Go through the records and report each line in which the word "part" occurs.

Start of EXTRACTED DATA

use clap::Parser;
use dealflow::application::approval::ApprovalWorkflow;
use dealflow::application::error_stats::{ErrorRateConfig, ErrorRateTracker};
use dealflow::application::scheduler::InstallmentScheduler;
use dealflow::application::service::TransactionService;
use dealflow::domain::commission::calculate;
use dealflow::domain::ports::{
    AuditStoreRef, CommissionStoreRef, InstallmentStoreRef, RoleResolverRef, ScheduleStoreRef,
    TransactionStoreRef,
};
use dealflow::domain::schedule::{PaymentSchedule, ScheduleInstallment};
use dealflow::domain::status::{ActorRole, TransactionStatus};
use dealflow::infrastructure::in_memory::{
    InMemoryAuditStore, InMemoryCommissionStore, InMemoryInstallmentStore, InMemoryScheduleStore,
    InMemoryTransactionStore, StaticRoleResolver,
};
use dealflow::interfaces::csv::intake_reader::IntakeReader;
use dealflow::interfaces::csv::report_writer::ReportWriter;
use miette::{IntoDiagnostic, Result, miette};
use rust_decimal::Decimal;
use std::fs::File;
use std::io;
use std::path::PathBuf;
use std::str::FromStr;
use std::sync::Arc;
use tracing::error;
use tracing_subscriber::EnvFilter;
use uuid::Uuid;

/// Runs intake transactions through the full lifecycle and prints a
/// commission report CSV on stdout.
#[derive(Parser)]
#[command(author, version, about, long_about = None)]
struct Cli {
    /// Input intake CSV file (date, property, type, value, rate, tier,
    /// co_broking, split)
    input: PathBuf,

    /// Payment schedule as percent:days pairs, e.g. "50:0;30:30;20:60".
    /// When given, installments are generated for every approval.
    #[arg(long)]
    schedule: Option<String>,
}

fn parse_schedule(arg: &str) -> Result<Vec<ScheduleInstallment>> {
    arg.split(';')
        .enumerate()
        .map(|(i, part)| {
            let (pct, days) = part
                .split_once(':')
                .ok_or_else(|| miette!("bad schedule segment '{part}', expected percent:days"))?;
            Ok(ScheduleInstallment {
                number: i as u32 + 1,
                percentage: Decimal::from_str(pct.trim()).into_diagnostic()?,
                days_offset: days.trim().parse().into_diagnostic()?,
                description: None,
            })
        })
        .collect()
}

#[tokio::main]
async fn main() -> Result<()> {
    tracing_subscriber::fmt()
        .with_env_filter(
            EnvFilter::try_from_default_env().unwrap_or_else(|_| EnvFilter::new("warn")),
        )
        .with_writer(io::stderr)
        .init();

    let cli = Cli::parse();

    let transactions: TransactionStoreRef = Arc::new(InMemoryTransactionStore::new());
    let commissions: CommissionStoreRef = Arc::new(InMemoryCommissionStore::new());
    let installments: InstallmentStoreRef = Arc::new(InMemoryInstallmentStore::new());
    let schedule_store = Arc::new(InMemoryScheduleStore::new());
    let audit: AuditStoreRef = Arc::new(InMemoryAuditStore::new());
    let errors = Arc::new(ErrorRateTracker::new(ErrorRateConfig::default()));

    let agent_id = Uuid::new_v4();
    let admin_id = Uuid::new_v4();
    let resolver = StaticRoleResolver::new();
    resolver.assign(agent_id, ActorRole::Agent).await;
    resolver.assign(admin_id, ActorRole::Admin).await;
    let roles: RoleResolverRef = Arc::new(resolver);

    let schedule_id = match &cli.schedule {
        Some(arg) => {
            let schedule = PaymentSchedule {
                id: Uuid::new_v4(),
                name: arg.clone(),
                installments: parse_schedule(arg)?,
            };
            let id = schedule.id;
            schedule_store.seed(schedule).await;
            Some(id)
        }
        None => None,
    };
    let schedules: ScheduleStoreRef = schedule_store;

    let service = TransactionService::new(transactions.clone(), audit.clone(), errors.clone());
    let scheduler = InstallmentScheduler::new(
        transactions.clone(),
        installments,
        schedules,
        audit.clone(),
        errors.clone(),
    );
    let workflow = ApprovalWorkflow::new(
        transactions,
        commissions,
        scheduler,
        audit,
        roles,
        errors,
    );

    let file = File::open(&cli.input).into_diagnostic()?;
    let reader = IntakeReader::new(file);

    let stdout = io::stdout();
    let mut report = ReportWriter::new(stdout.lock());

    for row in reader.rows() {
        let row = match row {
            Ok(row) => row,
            Err(err) => {
                error!(%err, "skipping unreadable intake row");
                continue;
            }
        };
        let mut input = row.into_new_transaction(agent_id);
        input.payment_schedule_id = schedule_id;

        if let Err(err) = drive_to_approval(&service, &workflow, input, agent_id, admin_id, &mut report).await
        {
            error!(%err, "transaction failed");
        }
    }

    report.flush().into_diagnostic()?;
    Ok(())
}

async fn drive_to_approval(
    service: &TransactionService,
    workflow: &ApprovalWorkflow,
    input: dealflow::domain::transaction::NewTransaction,
    agent_id: Uuid,
    admin_id: Uuid,
    report: &mut ReportWriter<io::StdoutLock<'_>>,
) -> miette::Result<()> {
    let tx = service
        .create_transaction(input, agent_id)
        .await
        .map_err(|e| miette!("{e}"))?;

    let steps = [
        (TransactionStatus::Pending, agent_id, ActorRole::Agent),
        (TransactionStatus::Submitted, agent_id, ActorRole::Agent),
        (TransactionStatus::UnderReview, admin_id, ActorRole::Admin),
    ];
    let mut current = tx;
    for (status, actor, role) in steps {
        current = service
            .update_transaction_status(current.id, status, actor, role, None)
            .await
            .map_err(|e| miette!("{e}"))?;
    }

    let approved = workflow
        .approve(current.id, current.version, admin_id, Some("intake batch"))
        .await
        .map_err(|e| miette!("{e}"))?;

    let breakdown = calculate(&approved.commission_input());
    report
        .write_row(&approved, &breakdown)
        .map_err(|e| miette!("{e}"))?;
    Ok(())
}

End of EXTRACTED DATA

* _RESULT_
        .map(|(i, part)| {
            let (pct, days) = part
                .ok_or_else(|| miette!("bad schedule segment '{part}', expected percent:days"))?;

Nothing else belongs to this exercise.